*** Block opens ***
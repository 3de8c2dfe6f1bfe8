// Copyright 2025 the Understory Authors
// SPDX-License-Identifier: Apache-2.0 OR MIT

//! Structural validation and the AVL height bound.

use core::cmp::Ordering;

use crate::compare::Comparator;
use crate::error::InvariantViolation;
use crate::index::OrderedIndex;
use crate::node::NodeIdx;

/// Greatest height an AVL tree holding `n` nodes can reach.
///
/// The sparsest tree of height `h` holds `N(h) = N(h - 1) + N(h - 2) + 1` nodes, with
/// `N(0) = 0` and `N(1) = 1`, so this is the largest `h` with `N(h) <= n`. It never
/// exceeds `1.4405 * log2(n + 2) - 0.3277`.
///
/// ```
/// use understory_ordered_index::max_height_for;
///
/// assert_eq!(max_height_for(0), 0);
/// assert_eq!(max_height_for(7), 4);
/// assert_eq!(max_height_for(12), 5);
/// ```
pub fn max_height_for(n: usize) -> usize {
    if n == 0 {
        return 0;
    }
    let (mut height, mut sparse_prev, mut sparse) = (1_usize, 0_usize, 1_usize);
    loop {
        let Some(next) = sparse
            .checked_add(sparse_prev)
            .and_then(|s| s.checked_add(1))
        else {
            return height;
        };
        if next > n {
            return height;
        }
        sparse_prev = sparse;
        sparse = next;
        height += 1;
    }
}

impl<K, R, C: Comparator<K>> OrderedIndex<K, R, C> {
    /// Walk the whole tree and confirm its structural invariants: strict search order,
    /// balance factors within ±1, cached heights, and a reachable node count equal to
    /// [`len`](Self::len).
    ///
    /// Runs in `O(n)`. Intended for tests and debugging; a violation means the
    /// comparator broke its total-order contract.
    pub fn validate(&self) -> Result<(), InvariantViolation> {
        let mut reachable = 0;
        self.check_subtree(self.root, None, None, &mut reachable)?;
        if reachable != self.len() {
            return Err(InvariantViolation::CountMismatch {
                reachable,
                stored: self.len(),
            });
        }
        Ok(())
    }

    fn check_subtree(
        &self,
        at: Option<NodeIdx>,
        lower: Option<&K>,
        upper: Option<&K>,
        reachable: &mut usize,
    ) -> Result<u32, InvariantViolation> {
        let Some(idx) = at else {
            return Ok(0);
        };
        *reachable += 1;
        if *reachable > self.len() {
            // Shared or cyclic links; stop before walking them forever.
            return Err(InvariantViolation::CountMismatch {
                reachable: *reachable,
                stored: self.len(),
            });
        }
        let node = self.arena.get(idx);
        let slot = idx.get();
        let above_lower =
            lower.is_none_or(|lo| self.comparator.compare(lo, &node.key) == Ordering::Less);
        let below_upper =
            upper.is_none_or(|hi| self.comparator.compare(&node.key, hi) == Ordering::Less);
        if !(above_lower && below_upper) {
            return Err(InvariantViolation::Unordered { slot });
        }
        let left = self.check_subtree(node.left, lower, Some(&node.key), reachable)?;
        let right = self.check_subtree(node.right, Some(&node.key), upper, reachable)?;
        if left.abs_diff(right) > 1 {
            return Err(InvariantViolation::Unbalanced { slot, left, right });
        }
        let actual = 1 + left.max(right);
        if node.height != actual {
            return Err(InvariantViolation::StaleHeight {
                slot,
                cached: node.height,
                actual,
            });
        }
        Ok(actual)
    }
}
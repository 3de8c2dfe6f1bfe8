// Copyright 2025 the Understory Authors
// SPDX-License-Identifier: Apache-2.0 OR MIT

//! Visitor protocol for [`OrderedIndex::traverse`](crate::OrderedIndex::traverse).

/// Signal returned by a [`Visitor`] after each record.
///
/// New signals (for example skipping a subtree) may be added, so downstream
/// matches need a wildcard arm.
#[non_exhaustive]
#[derive(Copy, Clone, Debug, PartialEq, Eq, Hash)]
pub enum Visit {
    /// Keep walking.
    Continue,
    /// End the traversal now. No further records are visited.
    Stop,
}

impl Visit {
    /// True if this is [`Visit::Stop`].
    #[inline]
    pub const fn is_stop(self) -> bool {
        matches!(self, Self::Stop)
    }
}

/// Direction of an ordered walk.
#[derive(Copy, Clone, Debug, Default, PartialEq, Eq, Hash)]
pub enum Order {
    /// Smallest key first.
    #[default]
    Ascending,
    /// Largest key first.
    Descending,
}

/// Per-record callback used by ordered traversal.
///
/// Any `FnMut(&K, &R) -> Visit` is a visitor; implement the trait directly when the
/// visitor needs to be named or reused.
pub trait Visitor<K, R> {
    /// Visit one record and decide whether to continue.
    fn visit(&mut self, key: &K, record: &R) -> Visit;
}

impl<K, R, F> Visitor<K, R> for F
where
    F: FnMut(&K, &R) -> Visit,
{
    #[inline]
    fn visit(&mut self, key: &K, record: &R) -> Visit {
        self(key, record)
    }
}
// Copyright 2025 the Understory Authors
// SPDX-License-Identifier: Apache-2.0 OR MIT

use std::collections::BTreeMap;

use criterion::{BatchSize, Criterion, Throughput, black_box, criterion_group, criterion_main};
use rand::rngs::StdRng;
use rand::seq::SliceRandom;
use rand::{Rng, SeedableRng};
use understory_ordered_index::{Order, OrderedIndex, Visit};

const SIZES: [usize; 3] = [1_000, 10_000, 100_000];

fn gen_random_keys(count: usize, seed: u64) -> Vec<u64> {
    let mut rng = StdRng::seed_from_u64(seed);
    let mut keys: Vec<u64> = (0..count).map(|_| rng.random()).collect();
    keys.sort_unstable();
    keys.dedup();
    keys.shuffle(&mut rng);
    keys
}

fn gen_sequential_keys(count: usize) -> Vec<u64> {
    (0..count as u64).collect()
}

fn build_index(keys: &[u64]) -> OrderedIndex<u64, u64> {
    let mut idx = OrderedIndex::new();
    for &k in keys {
        let _ = idx.insert(k, k);
    }
    idx
}

fn bench_insert(c: &mut Criterion) {
    let mut group = c.benchmark_group("insert");
    for &n in &SIZES {
        group.throughput(Throughput::Elements(n as u64));
        for (pattern, keys) in [
            ("random", gen_random_keys(n, 0xCAFE_F00D)),
            ("sequential", gen_sequential_keys(n)),
        ] {
            group.bench_function(format!("avl_{pattern}_n{n}"), |b| {
                b.iter_batched(
                    OrderedIndex::<u64, u64>::new,
                    |mut idx| {
                        for &k in &keys {
                            let _ = idx.insert(k, k);
                        }
                        black_box(idx.height());
                    },
                    BatchSize::LargeInput,
                );
            });
            group.bench_function(format!("btreemap_{pattern}_n{n}"), |b| {
                b.iter_batched(
                    BTreeMap::<u64, u64>::new,
                    |mut map| {
                        for &k in &keys {
                            map.insert(k, k);
                        }
                        black_box(map.len());
                    },
                    BatchSize::LargeInput,
                );
            });
        }
    }
    group.finish();
}

fn bench_find(c: &mut Criterion) {
    let mut group = c.benchmark_group("find");
    for &n in &SIZES {
        let keys = gen_random_keys(n, 0xBADC_0FFE);
        let mut probes = keys.clone();
        probes.shuffle(&mut StdRng::seed_from_u64(1));
        let idx = build_index(&keys);
        let map: BTreeMap<u64, u64> = keys.iter().map(|&k| (k, k)).collect();
        let mut sorted: Vec<(u64, u64)> = keys.iter().map(|&k| (k, k)).collect();
        sorted.sort_unstable();

        group.throughput(Throughput::Elements(probes.len() as u64));
        group.bench_function(format!("avl_n{n}"), |b| {
            b.iter(|| {
                let hits = probes.iter().filter(|k| idx.find(*k).is_some()).count();
                black_box(hits);
            });
        });
        group.bench_function(format!("btreemap_n{n}"), |b| {
            b.iter(|| {
                let hits = probes.iter().filter(|k| map.get(*k).is_some()).count();
                black_box(hits);
            });
        });
        group.bench_function(format!("sorted_vec_n{n}"), |b| {
            b.iter(|| {
                let hits = probes
                    .iter()
                    .filter(|k| sorted.binary_search_by_key(*k, |(key, _)| *key).is_ok())
                    .count();
                black_box(hits);
            });
        });
    }
    group.finish();
}

fn bench_remove(c: &mut Criterion) {
    let mut group = c.benchmark_group("remove");
    for &n in &SIZES[..2] {
        let keys = gen_random_keys(n, 0xFACE_FEED);
        let mut order = keys.clone();
        order.shuffle(&mut StdRng::seed_from_u64(2));
        group.throughput(Throughput::Elements(order.len() as u64));
        group.bench_function(format!("avl_remove_all_n{n}"), |b| {
            b.iter_batched(
                || build_index(&keys),
                |mut idx| {
                    for k in &order {
                        let _ = idx.remove(k);
                    }
                    black_box(idx.is_empty());
                },
                BatchSize::LargeInput,
            );
        });
        group.bench_function(format!("btreemap_remove_all_n{n}"), |b| {
            b.iter_batched(
                || keys.iter().map(|&k| (k, k)).collect::<BTreeMap<u64, u64>>(),
                |mut map| {
                    for k in &order {
                        map.remove(k);
                    }
                    black_box(map.is_empty());
                },
                BatchSize::LargeInput,
            );
        });
    }
    group.finish();
}

fn bench_traverse(c: &mut Criterion) {
    let mut group = c.benchmark_group("traverse");
    let n = 100_000;
    let idx = build_index(&gen_random_keys(n, 0xDEAD_BEEF));
    group.throughput(Throughput::Elements(idx.len() as u64));
    group.bench_function("visitor_full", |b| {
        b.iter(|| {
            let mut sum = 0_u64;
            let _ = idx.traverse(Order::Ascending, |_: &u64, r: &u64| {
                sum = sum.wrapping_add(*r);
                Visit::Continue
            });
            black_box(sum);
        });
    });
    group.bench_function("iter_full", |b| {
        b.iter(|| {
            let sum = idx.iter().fold(0_u64, |acc, (_, r)| acc.wrapping_add(*r));
            black_box(sum);
        });
    });
    group.finish();
}

criterion_group!(
    benches,
    bench_insert,
    bench_find,
    bench_remove,
    bench_traverse,
);
criterion_main!(benches);
// Copyright 2025 the Understory Authors
// SPDX-License-Identifier: Apache-2.0 OR MIT

//! Key ordering used by [`OrderedIndex`](crate::OrderedIndex).
//!
//! A [`Comparator`] carries whatever context it needs in `self`, so a font cache can
//! order glyph keys by face first and a texture atlas can order by page without any
//! type erasure. Closures of the shape `Fn(&K, &K) -> Ordering` are comparators too.
//!
//! ## Contract
//!
//! The order must be a strict total order and must not change while any index holds
//! keys ordered by it. The index never re-validates this; an inconsistent comparator
//! breaks search order silently (see [`OrderedIndex::validate`](crate::OrderedIndex::validate)).

use core::cmp::Ordering;

/// A three-way total order over keys of type `K`.
pub trait Comparator<K: ?Sized> {
    /// Compare `a` with `b`.
    fn compare(&self, a: &K, b: &K) -> Ordering;
}

/// The key type's own [`Ord`] implementation.
#[derive(Copy, Clone, Debug, Default, PartialEq, Eq, Hash)]
pub struct NaturalOrder;

impl<K: Ord + ?Sized> Comparator<K> for NaturalOrder {
    #[inline]
    fn compare(&self, a: &K, b: &K) -> Ordering {
        a.cmp(b)
    }
}

/// Inverts another comparator.
///
/// Useful for indices that should enumerate largest-first without using
/// [`Order::Descending`](crate::Order::Descending) at every call site.
#[derive(Copy, Clone, Debug, Default, PartialEq, Eq, Hash)]
pub struct Reversed<C>(pub C);

impl<K: ?Sized, C: Comparator<K>> Comparator<K> for Reversed<C> {
    #[inline]
    fn compare(&self, a: &K, b: &K) -> Ordering {
        self.0.compare(b, a)
    }
}

impl<K: ?Sized, F> Comparator<K> for F
where
    F: Fn(&K, &K) -> Ordering,
{
    #[inline]
    fn compare(&self, a: &K, b: &K) -> Ordering {
        self(a, b)
    }
}

#[cfg(test)]
mod tests {
    use super::*;

    #[test]
    fn natural_order_matches_ord() {
        assert_eq!(NaturalOrder.compare(&1, &2), Ordering::Less);
        assert_eq!(NaturalOrder.compare("b", "a"), Ordering::Greater);
        assert_eq!(NaturalOrder.compare(&7_u8, &7_u8), Ordering::Equal);
    }

    #[test]
    fn reversed_flips_everything_but_equal() {
        let c = Reversed(NaturalOrder);
        assert_eq!(c.compare(&1, &2), Ordering::Greater);
        assert_eq!(c.compare(&2, &1), Ordering::Less);
        assert_eq!(c.compare(&3, &3), Ordering::Equal);
    }

    #[test]
    fn closures_carry_their_context() {
        // Order by distance from a pivot captured by the closure.
        let pivot = 10_i32;
        let by_distance = move |a: &i32, b: &i32| (a - pivot).abs().cmp(&(b - pivot).abs());
        assert_eq!(by_distance.compare(&9, &13), Ordering::Less);
        assert_eq!(by_distance.compare(&12, &8), Ordering::Equal);
    }
}
use crate::graph::GraphOptions;
use clap::Parser;
use std::time::Duration;

/// Settings for the dashboard web server
///
/// Every flag can also be given through its `INSIGHTEDGE_*` environment
/// variable.
#[derive(Clone, Debug, Parser)]
#[clap(version, about = "InsightEdge sales dashboard")]
pub struct Config {
    /// Address to listen on
    #[clap(long, env = "INSIGHTEDGE_HOST", default_value = "127.0.0.1")]
    pub host: String,

    /// Port to listen on
    #[clap(long, env = "INSIGHTEDGE_PORT", default_value_t = 3000)]
    pub port: u16,

    /// Width of rendered charts in pixels
    #[clap(long, env = "INSIGHTEDGE_CHART_WIDTH", default_value_t = 800)]
    pub chart_width: u32,

    /// Height of rendered charts in pixels
    #[clap(long, env = "INSIGHTEDGE_CHART_HEIGHT", default_value_t = 500)]
    pub chart_height: u32,

    /// Largest accepted upload, in megabytes
    #[clap(long, env = "INSIGHTEDGE_MAX_UPLOAD_MB", default_value_t = 200)]
    pub max_upload_mb: usize,

    /// Minutes an idle session (and its upload) is kept
    #[clap(long, env = "INSIGHTEDGE_SESSION_TTL_MINS", default_value_t = 60)]
    pub session_ttl_mins: u64,

    /// Most sessions held in memory at once
    #[clap(long, env = "INSIGHTEDGE_MAX_SESSIONS", default_value_t = 1000)]
    pub max_sessions: usize,
}

impl Default for Config {
    fn default() -> Self {
        Config {
            host: "127.0.0.1".to_string(),
            port: 3000,
            chart_width: 800,
            chart_height: 500,
            max_upload_mb: 200,
            session_ttl_mins: 60,
            max_sessions: 1000,
        }
    }
}

impl Config {
    /// Socket address the server listens on
    ///
    /// # Returns
    /// * `String` - `host:port`, ready for `TcpListener::bind`
    ///
    /// # Examples
    /// ```
    /// use insightedge::config::Config;
    ///
    /// assert_eq!(Config::default().bind_addr(), "127.0.0.1:3000");
    /// ```
    pub fn bind_addr(&self) -> String {
        format!("{}:{}", self.host, self.port)
    }

    pub fn max_upload_bytes(&self) -> usize {
        self.max_upload_mb * 1024 * 1024
    }

    pub fn session_ttl(&self) -> Duration {
        Duration::from_secs(self.session_ttl_mins * 60)
    }

    /// Chart options for a session; the theme is filled in per render
    pub fn graph_options(&self) -> GraphOptions {
        GraphOptions {
            width: self.chart_width,
            height: self.chart_height,
            ..GraphOptions::default()
        }
    }
}
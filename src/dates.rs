use crate::error::DateParseError;
use crate::table::{DATE, Table, Value};
use chrono::{DateTime, NaiveDate, NaiveDateTime};
use log::debug;

// Date-only layouts, tried in order. Month-first wins over day-first for
// ambiguous slashed dates.
const DATE_FORMATS: &[&str] = &[
    "%Y-%m-%d",
    "%Y/%m/%d",
    "%m/%d/%Y",
    "%d-%b-%Y",
    "%d %b %Y",
    "%b %d, %Y",
    "%B %d, %Y",
    "%Y%m%d",
];

const DATETIME_FORMATS: &[&str] = &[
    "%Y-%m-%d %H:%M:%S",
    "%Y-%m-%dT%H:%M:%S",
    "%Y-%m-%d %H:%M:%S%.f",
    "%Y-%m-%dT%H:%M:%S%.f",
    "%Y-%m-%d %H:%M",
    "%Y/%m/%d %H:%M:%S",
    "%m/%d/%Y %H:%M:%S",
    "%m/%d/%Y %H:%M",
];

/// Replace every value of the `Date` column with a calendar date
///
/// All-or-nothing: the first value that cannot be read stops the whole
/// normalization and nothing is returned.
///
/// # Arguments
/// * `table` - A freshly loaded table with a `Date` column
///
/// # Returns
/// * `Result<Table, DateParseError>` - The same rows with `Value::Date` in
///   the `Date` column, or the first row whose date could not be read
///
/// # Examples
/// ```
/// use insightedge::{load, normalize, DateParseError};
///
/// let table = load(b"Date,Total Price\n01/31/2024,5\n", "sales.csv").unwrap();
/// let table = normalize(table).unwrap();
/// assert_eq!(table.rows[0][0].to_string(), "2024-01-31");
///
/// let bad = load(b"Date\nsoon\n", "sales.csv").unwrap();
/// assert!(matches!(normalize(bad), Err(DateParseError::Unparseable { row: 0, .. })));
/// ```
pub fn normalize(table: Table) -> Result<Table, DateParseError> {
    let col = table
        .column_index(DATE)
        .ok_or(DateParseError::MissingColumn)?;

    let Table { columns, rows } = table;
    let rows = rows
        .into_iter()
        .enumerate()
        .map(|(i, mut row)| -> Result<Vec<Value>, DateParseError> {
            let date = row
                .get(col)
                .and_then(coerce_date)
                .ok_or_else(|| DateParseError::Unparseable {
                    row: i,
                    value: row.get(col).map(Value::to_string).unwrap_or_default(),
                })?;
            row[col] = Value::Date(date);
            Ok(row)
        })
        .collect::<Result<Vec<_>, _>>()?;

    debug!("normalized {} dates", rows.len());
    Ok(Table { columns, rows })
}

/// Read one cell as a calendar date, dropping any time of day
pub fn coerce_date(value: &Value) -> Option<NaiveDate> {
    match value {
        Value::Date(d) => Some(*d),
        Value::Text(s) => parse_date_str(s),
        Value::Int(i) => from_epoch(*i as f64),
        Value::Float(f) => from_epoch(*f),
        Value::Null | Value::Bool(_) => None,
    }
}

/// Parse a textual date or datetime
pub fn parse_date_str(s: &str) -> Option<NaiveDate> {
    let s = s.trim();
    if s.is_empty() {
        return None;
    }
    if let Ok(dt) = DateTime::parse_from_rfc3339(s) {
        return Some(dt.date_naive());
    }
    DATETIME_FORMATS
        .iter()
        .find_map(|fmt| NaiveDateTime::parse_from_str(s, fmt).ok())
        .map(|dt| dt.date())
        .or_else(|| {
            DATE_FORMATS
                .iter()
                .find_map(|fmt| NaiveDate::parse_from_str(s, fmt).ok())
        })
}

/// Epoch timestamp to date; the unit is guessed from the magnitude
fn from_epoch(value: f64) -> Option<NaiveDate> {
    if !value.is_finite() {
        return None;
    }
    let magnitude = value.abs();
    let seconds = if magnitude < 1e11 {
        value
    } else if magnitude < 1e14 {
        value / 1e3
    } else if magnitude < 1e17 {
        value / 1e6
    } else {
        value / 1e9
    };
    DateTime::from_timestamp(seconds.round() as i64, 0).map(|dt| dt.date_naive())
}

/// Smallest and largest date of a normalized table
pub fn date_bounds(table: &Table) -> Option<(NaiveDate, NaiveDate)> {
    let col = table.column_index(DATE)?;
    let mut dates = table.rows.iter().filter_map(|r| r.get(col)?.as_date());
    let first = dates.next()?;
    Some(dates.fold((first, first), |(lo, hi), d| (lo.min(d), hi.max(d))))
}
use chrono::NaiveDate;
use serde::Serialize;
use std::fmt;

pub const DATE: &str = "Date";
pub const PRODUCT: &str = "Product";
pub const STATE: &str = "State";
pub const SALES_CHANNEL: &str = "Sales Channel";
pub const PAYMENT_METHOD: &str = "Payment Method";
pub const TOTAL_PRICE: &str = "Total Price";

/// Cell texts read as missing values, the same set pandas treats as NA by
/// default
pub const NA_TOKENS: &[&str] = &[
    "#N/A", "#N/A N/A", "#NA", "-1.#IND", "-1.#QNAN", "-NaN", "-nan", "1.#IND", "1.#QNAN",
    "<NA>", "N/A", "NA", "NULL", "NaN", "None", "n/a", "nan", "null",
];

/// Whether a raw cell text stands for a missing value
///
/// # Examples
/// ```
/// use insightedge::table::is_na_token;
///
/// assert!(is_na_token(" N/A "));
/// assert!(is_na_token(""));
/// assert!(!is_na_token("0"));
/// ```
pub fn is_na_token(cell: &str) -> bool {
    let cell = cell.trim();
    cell.is_empty() || NA_TOKENS.contains(&cell)
}

/// A single typed cell
#[derive(Clone, Debug, PartialEq, Serialize)]
#[serde(untagged)]
pub enum Value {
    Null,
    Bool(bool),
    Int(i64),
    Float(f64),
    Date(NaiveDate),
    Text(String),
}

impl Value {
    /// Numeric view of the cell
    ///
    /// Text is parsed. Only finite numbers count, so `NaN` and infinities
    /// give `None` just like dates or booleans do.
    pub fn as_f64(&self) -> Option<f64> {
        let x = match self {
            Value::Int(i) => *i as f64,
            Value::Float(f) => *f,
            Value::Text(s) => s.trim().parse().ok()?,
            _ => return None,
        };
        x.is_finite().then_some(x)
    }

    pub fn as_date(&self) -> Option<NaiveDate> {
        match self {
            Value::Date(d) => Some(*d),
            _ => None,
        }
    }

    pub fn is_null(&self) -> bool {
        matches!(self, Value::Null)
    }

    /// Null, a `NaN` float, or text that is one of the [`NA_TOKENS`]
    pub fn is_missing(&self) -> bool {
        match self {
            Value::Float(f) => f.is_nan(),
            Value::Text(s) => is_na_token(s),
            other => other.is_null(),
        }
    }
}

impl fmt::Display for Value {
    fn fmt(&self, f: &mut fmt::Formatter<'_>) -> fmt::Result {
        match self {
            Value::Null => Ok(()),
            Value::Bool(b) => write!(f, "{}", if *b { "True" } else { "False" }),
            Value::Int(i) => write!(f, "{}", i),
            // whole floats keep their `.0` so they read back as floats
            Value::Float(x) if x.is_finite() && x.fract() == 0.0 => write!(f, "{:.1}", x),
            Value::Float(x) => write!(f, "{}", x),
            Value::Date(d) => write!(f, "{}", d.format("%Y-%m-%d")),
            Value::Text(s) => f.write_str(s),
        }
    }
}

/// Ordered rows of named columns
///
/// Rows are stored positionally; `columns[i]` names the i-th value of every
/// row. Stages never edit a table in place, they derive a new one.
#[derive(Clone, Debug, Default, PartialEq, Serialize)]
pub struct Table {
    pub columns: Vec<String>,
    pub rows: Vec<Vec<Value>>,
}

impl Table {
    /// Create a table with the given columns and no rows
    ///
    /// # Arguments
    /// * `columns` - Column names, in display order
    ///
    /// # Examples
    /// ```
    /// use insightedge::Table;
    ///
    /// let table = Table::new(vec!["Date".to_string(), "Product".to_string()]);
    /// assert!(table.is_empty());
    /// assert_eq!(table.column_index("Product"), Some(1));
    /// ```
    pub fn new(columns: Vec<String>) -> Self {
        Table {
            columns,
            rows: Vec::new(),
        }
    }

    /// Build a table from rows; short rows are padded with `Null`
    pub fn from_rows(columns: Vec<String>, rows: Vec<Vec<Value>>) -> Self {
        let width = columns.len();
        let rows = rows
            .into_iter()
            .map(|mut row| {
                row.resize(width, Value::Null);
                row
            })
            .collect();
        Table { columns, rows }
    }

    pub fn len(&self) -> usize {
        self.rows.len()
    }

    pub fn is_empty(&self) -> bool {
        self.rows.is_empty()
    }

    pub fn column_index(&self, name: &str) -> Option<usize> {
        self.columns.iter().position(|c| c == name)
    }

    /// Same columns, a different set of rows
    pub fn with_rows(&self, rows: Vec<Vec<Value>>) -> Table {
        Table {
            columns: self.columns.clone(),
            rows,
        }
    }

    /// Cell lookup by row position and column name
    ///
    /// # Arguments
    /// * `row` - Zero-based row position
    /// * `column` - Column name, matched exactly
    ///
    /// # Returns
    /// * `Option<&Value>` - The cell, or `None` if either the row or the
    ///   column does not exist
    pub fn value(&self, row: usize, column: &str) -> Option<&Value> {
        let col = self.column_index(column)?;
        self.rows.get(row).and_then(|r| r.get(col))
    }

    /// Distinct display values of a column in first-seen order
    pub fn distinct(&self, column: &str) -> Vec<String> {
        let Some(col) = self.column_index(column) else {
            return Vec::new();
        };
        let mut seen = std::collections::HashSet::new();
        self.rows
            .iter()
            .filter_map(|row| row.get(col).map(Value::to_string))
            .filter(|key| seen.insert(key.clone()))
            .collect()
    }
}
/*!
# InsightEdge

A sales insights dashboard, built in Rust.

## Overview

Upload a sales file (JSON, CSV or Excel), narrow it down by date range,
product and state, and get KPI tiles, five charts, a CSV download of the
filtered rows and an inline PNG of the product chart.

## Pipeline

Every interaction runs the same linear pipeline, each stage a function from
table to table (or to a summary):

1. **Loader** (`loader`) - bytes plus file name to a typed [`Table`]
2. **Date normalizer** (`dates`) - the `Date` column becomes calendar dates,
   or the whole upload is rejected
3. **Filter engine** (`filter`) - inclusive date range AND product
   allow-list AND state allow-list, row order preserved
4. **Aggregator** (`aggregate`) - total sales, order count, best product, top
   state and the chart series
5. **Exporter** (`downloader`, `graph`) - CSV/XLSX of the filtered rows and
   PNG charts

`dashboard::render` ties stages 3-5 together and is re-run from scratch for
every interaction. A [`Session`] holds what outlives one interaction: the
theme and the last good upload.

## Modules

- **table**: `Table` and `Value`, the in-memory data model
- **loader**: JSON / CSV / XLSX decoding
- **dates**: `Date` column coercion
- **filter**: `Filters`, `FilterOptions`, `filter`
- **aggregate**: `Summary` and `aggregate`
- **graph**: chart descriptions and PNG rendering
- **downloader**: CSV, XLSX and PNG exports
- **dashboard**: the per-interaction render and KPI formatting
- **session**: per-user theme and upload
- **app** (feature `web`): the HTTP page and its routes
- **config** (feature `web`): server settings
*/

pub mod aggregate;
pub mod dashboard;
pub mod dates;
pub mod downloader;
pub mod error;
pub mod filter;
pub mod graph;
pub mod loader;
pub mod session;
pub mod table;

#[cfg(feature = "web")]
pub mod app;
#[cfg(feature = "web")]
pub mod config;

pub use aggregate::{Summary, aggregate};
pub use dashboard::{DashboardState, render};
pub use dates::normalize;
pub use downloader::{export_chart_image, export_csv};
pub use error::{DashboardError, DateParseError, Result};
pub use filter::{FilterOptions, FilterSelection, Filters, filter};
pub use loader::load;
pub use session::{Session, Theme};
pub use table::{Table, Value};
*** Block closes ***
» Task directions
Out of the preceding entries, pull each line that contains the word "they".

» Solution to this exercise
            // whole floats keep their `.0` so they read back as floats
/// row. Stages never edit a table in place, they derive a new one.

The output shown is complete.